Question

Paper Or Detailed Tutorial For Dna Variant Calling Pipeline? Need Help To Start

2

Entering edit mode

11.9 years ago

newDNASeqer ▴ 790

I am a newbie to high-throughput DNA sequencing analysis, and have just started doing my postdoc in this area. I used to do wet bio, but have great deal of experience using Linux and writing code in Java and Python.

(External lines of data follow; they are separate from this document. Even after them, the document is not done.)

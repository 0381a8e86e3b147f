use runout_config::{Action, Numbering, PinSetting, Power, Trigger, load_toml};
use rstest::rstest;

#[test]
fn parses_full_config() {
    let toml = r#"
[sensor]
pin = 11
numbering = "board"
power = "powered"
trigger = "closed"
bounce_ms = 300

[debounce]
samples = 10
interval_ms = 200

[change]
command = "M600 X0 Y0"
capability_check = "M603"
probe_retry_ms = 500
action = "pause"
park_command = "G1 X10 Y10"

[logging]
level = "debug"
rotation = "daily"
"#;

    let cfg = load_toml(toml).expect("parse TOML");
    cfg.validate().expect("valid config should pass");
    assert_eq!(cfg.sensor.pin, PinSetting::Number(11));
    assert_eq!(cfg.sensor.numbering, Numbering::Board);
    assert_eq!(cfg.sensor.power, Power::Powered);
    assert_eq!(cfg.sensor.trigger, Trigger::Closed);
    assert_eq!(cfg.debounce.samples, 10);
    assert_eq!(cfg.change.action, Action::Pause);
    assert_eq!(cfg.bcm_pin(), Some(17));
}

#[test]
fn empty_file_is_disabled_sensor() {
    let cfg = load_toml("").expect("parse empty");
    cfg.validate().expect("defaults valid");
    assert!(!cfg.sensor_enabled());
    assert_eq!(cfg.change.command, "M600 X0 Y0");
    assert_eq!(cfg.change.capability_check, "M603");
}

#[rstest]
#[case("pin = -1")]
#[case("pin = \"disabled\"")]
#[case("")]
fn disabled_sentinels(#[case] line: &str) {
    let cfg = load_toml(&format!("[sensor]\n{line}\n")).expect("parse");
    assert_eq!(cfg.sensor.pin, PinSetting::Disabled);
}

#[rstest]
#[case("pin = -5")]
#[case("pin = 300")]
#[case("pin = \"eleven\"")]
fn rejects_unparseable_pins(#[case] line: &str) {
    assert!(load_toml(&format!("[sensor]\n{line}\n")).is_err());
}

#[rstest]
#[case("board", 1, "not a gpio")]
#[case("board", 6, "not a gpio")]
#[case("board", 41, "out of range")]
#[case("bcm", 28, "out of range")]
fn rejects_pins_invalid_for_numbering(
    #[case] numbering: &str,
    #[case] pin: u8,
    #[case] needle: &str,
) {
    let toml = format!("[sensor]\npin = {pin}\nnumbering = \"{numbering}\"\n");
    let cfg = load_toml(&toml).expect("parse TOML");
    let err = cfg.validate().expect_err("should reject pin");
    assert!(
        format!("{err}").to_lowercase().contains(needle),
        "unexpected message: {err}"
    );
}

#[rstest]
#[case("[debounce]\nsamples = 0", "debounce.samples must be >= 1")]
#[case("[debounce]\ninterval_ms = 0", "debounce.interval_ms must be >= 1")]
#[case("[change]\ncommand = \"\"", "change.command must not be empty")]
#[case("[change]\ncommand = \"M600\\nM117\"", "change.command must be a single line")]
#[case("[change]\nprobe_retry_ms = 0", "change.probe_retry_ms must be >= 1")]
#[case("[change]\naction = \"pause\"\npark_command = \" \"", "change.park_command must not be empty")]
#[case("[logging]\nrotation = \"weekly\"", "logging.rotation")]
fn rejects_bad_values(#[case] toml: &str, #[case] needle: &str) {
    let cfg = load_toml(toml).expect("parse TOML");
    let err = cfg.validate().expect_err("should reject");
    assert!(format!("{err}").contains(needle), "unexpected message: {err}");
}

#[rstest]
#[case("board", 3, true)]
#[case("board", 5, true)]
#[case("bcm", 2, true)]
#[case("bcm", 3, true)]
#[case("board", 11, false)]
fn warns_about_hardwired_pullups_when_powered(
    #[case] numbering: &str,
    #[case] pin: u8,
    #[case] warned: bool,
) {
    let toml = format!("[sensor]\npin = {pin}\nnumbering = \"{numbering}\"\npower = \"powered\"\n");
    let cfg = load_toml(&toml).expect("parse TOML");
    assert_eq!(!cfg.warnings().is_empty(), warned);
}

#[test]
fn grounded_wiring_never_warns() {
    let cfg = load_toml("[sensor]\npin = 3\n").expect("parse TOML");
    assert!(cfg.warnings().is_empty());
}

#[test]
fn bcm_numbering_passes_through() {
    let cfg = load_toml("[sensor]\npin = 17\nnumbering = \"bcm\"\n").expect("parse TOML");
    cfg.validate().expect("valid");
    assert_eq!(cfg.bcm_pin(), Some(17));
}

It seems to me the learning curve is pretty steep in learning DNA variant calling.

Since I started working in this new lab, I have followed a Nature protocol paper to run RNA-Seq pipeline: Tophat - Cufflinks - CuffMerge - CuffDiff. I think the process is not hard, just lots of waiting time on the computer.

I am not sure where I should start for DNA variant calling. Can anyone give me some guide to a paper or an online step-by-step protocol? I appreciate your reply.

dna variant calling pipeline • 5.6k views

ADD COMMENT • link updated 11.8 years ago by rob234king ▴ 610 • written 11.9 years ago by newDNASeqer ▴ 790

score 5 · Answer 1 · 2013-07-08

5

Entering edit mode

11.9 years ago

Ashutosh Pandey 12k

Some posts:

What is the best pipeline for human whole exome sequencing?

whole genome analysis pipeline (Illumina)

workflow or tutorial for SNP calling?

This paper also uses some of the current practices in NGS.

http://genomebiology.com/content/13/8/R72

ADD COMMENT • link 11.9 years ago by Ashutosh Pandey 12k

0

Entering edit mode

I would add as well that some of your choices will also depend on whether you are doing whole genome sequencing or target-enrichment like Exome sequencing. I think there is a general problem in genomics studies right now of people not publishing their full pipelines for the analyses they did in enough detail but if you look through papers in the area you are working on, especially ones from the last 2-3 years, you should get an idea of what tools people are using and some paramater settings. Most people stick with fairly default paramaters and my personal feeling is that BWA + GATK is probably the most widely used protocol in general.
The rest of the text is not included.